### Problem to work on
Every line in the following data that has "eprintln" counts toward the total; state that total alone.

### The records

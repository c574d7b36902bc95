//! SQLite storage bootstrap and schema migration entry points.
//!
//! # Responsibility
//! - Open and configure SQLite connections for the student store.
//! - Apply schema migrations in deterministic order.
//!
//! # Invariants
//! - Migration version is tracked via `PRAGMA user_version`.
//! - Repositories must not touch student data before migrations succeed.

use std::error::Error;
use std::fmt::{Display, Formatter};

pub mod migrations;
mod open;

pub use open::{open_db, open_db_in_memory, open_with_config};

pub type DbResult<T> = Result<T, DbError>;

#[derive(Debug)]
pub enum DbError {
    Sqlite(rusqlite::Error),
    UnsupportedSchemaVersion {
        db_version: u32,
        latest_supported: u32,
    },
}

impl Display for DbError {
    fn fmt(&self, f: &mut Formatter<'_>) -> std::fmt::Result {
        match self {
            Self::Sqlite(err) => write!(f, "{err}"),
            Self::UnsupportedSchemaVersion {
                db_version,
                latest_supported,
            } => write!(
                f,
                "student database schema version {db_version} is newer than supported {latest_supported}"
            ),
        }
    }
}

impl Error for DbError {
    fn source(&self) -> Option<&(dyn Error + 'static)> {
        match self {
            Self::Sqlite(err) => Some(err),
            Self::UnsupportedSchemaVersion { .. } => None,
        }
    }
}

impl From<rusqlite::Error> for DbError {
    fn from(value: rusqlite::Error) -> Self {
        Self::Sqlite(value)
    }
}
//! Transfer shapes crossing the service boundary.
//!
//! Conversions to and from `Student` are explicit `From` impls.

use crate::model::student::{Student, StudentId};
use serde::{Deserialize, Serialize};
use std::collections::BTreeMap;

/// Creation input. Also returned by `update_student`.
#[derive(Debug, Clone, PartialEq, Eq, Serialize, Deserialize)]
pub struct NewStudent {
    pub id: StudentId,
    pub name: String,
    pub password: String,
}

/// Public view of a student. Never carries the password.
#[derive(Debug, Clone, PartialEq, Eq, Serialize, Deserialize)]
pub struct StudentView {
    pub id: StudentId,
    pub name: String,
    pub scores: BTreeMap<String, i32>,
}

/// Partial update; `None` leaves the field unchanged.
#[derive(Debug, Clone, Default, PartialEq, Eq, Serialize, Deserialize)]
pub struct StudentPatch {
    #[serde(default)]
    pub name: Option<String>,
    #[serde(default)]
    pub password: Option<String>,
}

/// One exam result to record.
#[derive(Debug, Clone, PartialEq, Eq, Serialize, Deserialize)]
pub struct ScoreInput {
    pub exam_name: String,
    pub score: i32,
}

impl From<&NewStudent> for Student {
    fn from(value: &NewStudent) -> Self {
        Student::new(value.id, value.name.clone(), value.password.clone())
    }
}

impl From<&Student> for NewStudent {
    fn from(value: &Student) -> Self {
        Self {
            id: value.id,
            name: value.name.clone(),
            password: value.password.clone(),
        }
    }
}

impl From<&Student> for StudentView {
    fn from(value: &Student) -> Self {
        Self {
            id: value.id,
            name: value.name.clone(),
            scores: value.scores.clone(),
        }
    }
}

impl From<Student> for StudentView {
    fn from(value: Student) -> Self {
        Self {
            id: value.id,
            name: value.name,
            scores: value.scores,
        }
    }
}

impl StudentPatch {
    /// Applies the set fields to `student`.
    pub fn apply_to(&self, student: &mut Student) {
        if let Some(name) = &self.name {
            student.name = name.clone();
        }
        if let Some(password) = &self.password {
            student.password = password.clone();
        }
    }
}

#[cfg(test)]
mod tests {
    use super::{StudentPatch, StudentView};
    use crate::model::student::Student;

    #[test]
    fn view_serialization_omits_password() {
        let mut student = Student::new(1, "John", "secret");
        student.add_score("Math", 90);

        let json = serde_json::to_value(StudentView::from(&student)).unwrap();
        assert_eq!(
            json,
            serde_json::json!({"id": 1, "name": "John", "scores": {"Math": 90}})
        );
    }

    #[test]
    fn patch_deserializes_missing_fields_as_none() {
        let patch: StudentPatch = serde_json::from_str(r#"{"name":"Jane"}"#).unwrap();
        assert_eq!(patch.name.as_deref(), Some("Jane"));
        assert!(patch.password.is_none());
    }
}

---

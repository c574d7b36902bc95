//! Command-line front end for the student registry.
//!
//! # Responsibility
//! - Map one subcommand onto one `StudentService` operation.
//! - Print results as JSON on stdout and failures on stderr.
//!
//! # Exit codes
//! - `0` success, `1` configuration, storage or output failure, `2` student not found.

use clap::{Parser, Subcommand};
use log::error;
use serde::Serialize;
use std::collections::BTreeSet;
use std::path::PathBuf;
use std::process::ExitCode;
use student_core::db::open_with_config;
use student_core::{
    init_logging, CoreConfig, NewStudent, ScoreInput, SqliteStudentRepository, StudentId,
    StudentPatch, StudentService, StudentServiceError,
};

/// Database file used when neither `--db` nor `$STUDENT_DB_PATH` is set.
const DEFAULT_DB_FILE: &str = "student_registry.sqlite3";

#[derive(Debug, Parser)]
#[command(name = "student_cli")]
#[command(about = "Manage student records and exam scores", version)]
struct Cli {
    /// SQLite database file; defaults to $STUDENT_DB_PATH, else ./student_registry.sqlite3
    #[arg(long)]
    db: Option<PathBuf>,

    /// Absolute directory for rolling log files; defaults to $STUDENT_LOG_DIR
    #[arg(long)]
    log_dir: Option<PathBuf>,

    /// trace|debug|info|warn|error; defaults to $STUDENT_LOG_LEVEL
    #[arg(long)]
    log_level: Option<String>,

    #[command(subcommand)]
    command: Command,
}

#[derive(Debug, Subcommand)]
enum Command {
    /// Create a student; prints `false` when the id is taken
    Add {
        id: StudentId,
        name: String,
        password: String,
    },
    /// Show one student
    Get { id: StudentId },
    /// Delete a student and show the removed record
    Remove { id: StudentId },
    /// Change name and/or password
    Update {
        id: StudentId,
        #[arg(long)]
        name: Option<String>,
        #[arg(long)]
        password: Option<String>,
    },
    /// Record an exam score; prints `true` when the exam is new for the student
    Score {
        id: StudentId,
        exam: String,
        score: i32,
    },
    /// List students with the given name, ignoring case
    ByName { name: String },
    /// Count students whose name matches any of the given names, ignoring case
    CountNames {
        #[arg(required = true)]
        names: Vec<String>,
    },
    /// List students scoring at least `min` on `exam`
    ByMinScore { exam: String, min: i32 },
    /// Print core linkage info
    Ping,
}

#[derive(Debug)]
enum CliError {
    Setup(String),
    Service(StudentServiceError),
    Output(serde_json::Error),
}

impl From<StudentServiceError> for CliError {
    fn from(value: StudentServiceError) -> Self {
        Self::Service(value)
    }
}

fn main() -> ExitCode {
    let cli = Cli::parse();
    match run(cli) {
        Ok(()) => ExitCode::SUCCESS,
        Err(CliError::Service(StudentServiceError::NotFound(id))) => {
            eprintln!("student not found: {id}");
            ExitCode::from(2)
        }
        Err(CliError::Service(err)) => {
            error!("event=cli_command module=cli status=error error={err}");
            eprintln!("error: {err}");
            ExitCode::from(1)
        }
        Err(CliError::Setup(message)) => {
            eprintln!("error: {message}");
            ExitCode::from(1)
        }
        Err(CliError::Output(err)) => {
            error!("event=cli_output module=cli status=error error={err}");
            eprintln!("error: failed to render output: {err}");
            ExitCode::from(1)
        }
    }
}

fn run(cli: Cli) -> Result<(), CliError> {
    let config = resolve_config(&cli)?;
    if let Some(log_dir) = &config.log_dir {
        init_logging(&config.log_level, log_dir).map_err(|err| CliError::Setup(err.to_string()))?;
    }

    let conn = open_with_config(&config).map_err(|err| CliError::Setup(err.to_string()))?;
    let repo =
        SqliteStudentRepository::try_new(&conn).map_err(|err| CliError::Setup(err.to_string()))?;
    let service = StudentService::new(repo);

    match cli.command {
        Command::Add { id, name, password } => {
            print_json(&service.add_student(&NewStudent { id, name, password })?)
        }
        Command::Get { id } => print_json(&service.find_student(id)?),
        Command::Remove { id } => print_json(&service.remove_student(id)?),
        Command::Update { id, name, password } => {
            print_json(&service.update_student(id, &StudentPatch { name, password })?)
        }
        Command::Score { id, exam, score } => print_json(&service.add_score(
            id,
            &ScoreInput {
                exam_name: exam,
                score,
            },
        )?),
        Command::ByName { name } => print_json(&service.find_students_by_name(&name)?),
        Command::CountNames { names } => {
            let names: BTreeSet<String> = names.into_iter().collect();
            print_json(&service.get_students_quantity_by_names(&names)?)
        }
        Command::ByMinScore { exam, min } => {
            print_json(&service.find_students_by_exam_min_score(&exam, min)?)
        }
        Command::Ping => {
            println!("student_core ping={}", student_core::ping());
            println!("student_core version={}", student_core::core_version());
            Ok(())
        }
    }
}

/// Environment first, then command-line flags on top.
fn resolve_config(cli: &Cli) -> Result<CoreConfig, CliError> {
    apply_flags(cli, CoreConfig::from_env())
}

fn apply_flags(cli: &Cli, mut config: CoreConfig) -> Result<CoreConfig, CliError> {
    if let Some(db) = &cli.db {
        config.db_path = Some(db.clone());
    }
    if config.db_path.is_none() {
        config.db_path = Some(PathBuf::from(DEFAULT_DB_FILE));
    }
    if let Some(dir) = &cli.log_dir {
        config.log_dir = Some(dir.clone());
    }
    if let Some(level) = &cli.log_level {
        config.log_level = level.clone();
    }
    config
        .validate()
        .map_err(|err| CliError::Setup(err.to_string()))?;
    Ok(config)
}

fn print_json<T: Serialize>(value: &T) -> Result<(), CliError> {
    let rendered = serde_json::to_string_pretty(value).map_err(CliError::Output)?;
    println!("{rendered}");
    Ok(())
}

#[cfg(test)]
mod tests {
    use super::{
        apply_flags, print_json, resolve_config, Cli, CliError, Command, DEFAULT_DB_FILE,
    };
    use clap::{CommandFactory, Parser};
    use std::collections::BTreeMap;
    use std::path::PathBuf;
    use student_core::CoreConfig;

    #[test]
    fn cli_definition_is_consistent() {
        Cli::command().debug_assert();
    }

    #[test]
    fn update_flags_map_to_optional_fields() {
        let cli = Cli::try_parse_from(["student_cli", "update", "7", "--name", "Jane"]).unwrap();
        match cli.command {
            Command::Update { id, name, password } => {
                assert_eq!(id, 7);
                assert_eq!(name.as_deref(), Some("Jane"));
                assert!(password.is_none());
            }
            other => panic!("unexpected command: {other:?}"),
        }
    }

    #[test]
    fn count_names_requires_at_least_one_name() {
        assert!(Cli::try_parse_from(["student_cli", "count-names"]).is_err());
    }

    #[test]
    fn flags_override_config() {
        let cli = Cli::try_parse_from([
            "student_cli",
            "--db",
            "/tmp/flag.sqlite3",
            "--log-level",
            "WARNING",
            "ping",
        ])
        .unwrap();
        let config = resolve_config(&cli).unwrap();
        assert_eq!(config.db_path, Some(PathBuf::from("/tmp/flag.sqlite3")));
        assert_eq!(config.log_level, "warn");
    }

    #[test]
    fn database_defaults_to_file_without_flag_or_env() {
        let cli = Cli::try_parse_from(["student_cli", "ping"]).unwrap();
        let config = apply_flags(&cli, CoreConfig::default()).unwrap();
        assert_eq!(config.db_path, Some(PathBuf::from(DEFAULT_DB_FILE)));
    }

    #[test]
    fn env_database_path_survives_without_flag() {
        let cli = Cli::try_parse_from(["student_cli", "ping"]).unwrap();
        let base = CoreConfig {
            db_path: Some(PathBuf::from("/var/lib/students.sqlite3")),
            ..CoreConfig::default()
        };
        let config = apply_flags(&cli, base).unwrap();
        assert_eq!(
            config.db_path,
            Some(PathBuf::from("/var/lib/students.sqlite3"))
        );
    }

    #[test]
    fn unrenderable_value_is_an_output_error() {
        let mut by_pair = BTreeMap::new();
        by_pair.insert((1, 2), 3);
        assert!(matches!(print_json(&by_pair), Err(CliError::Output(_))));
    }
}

### Solution
4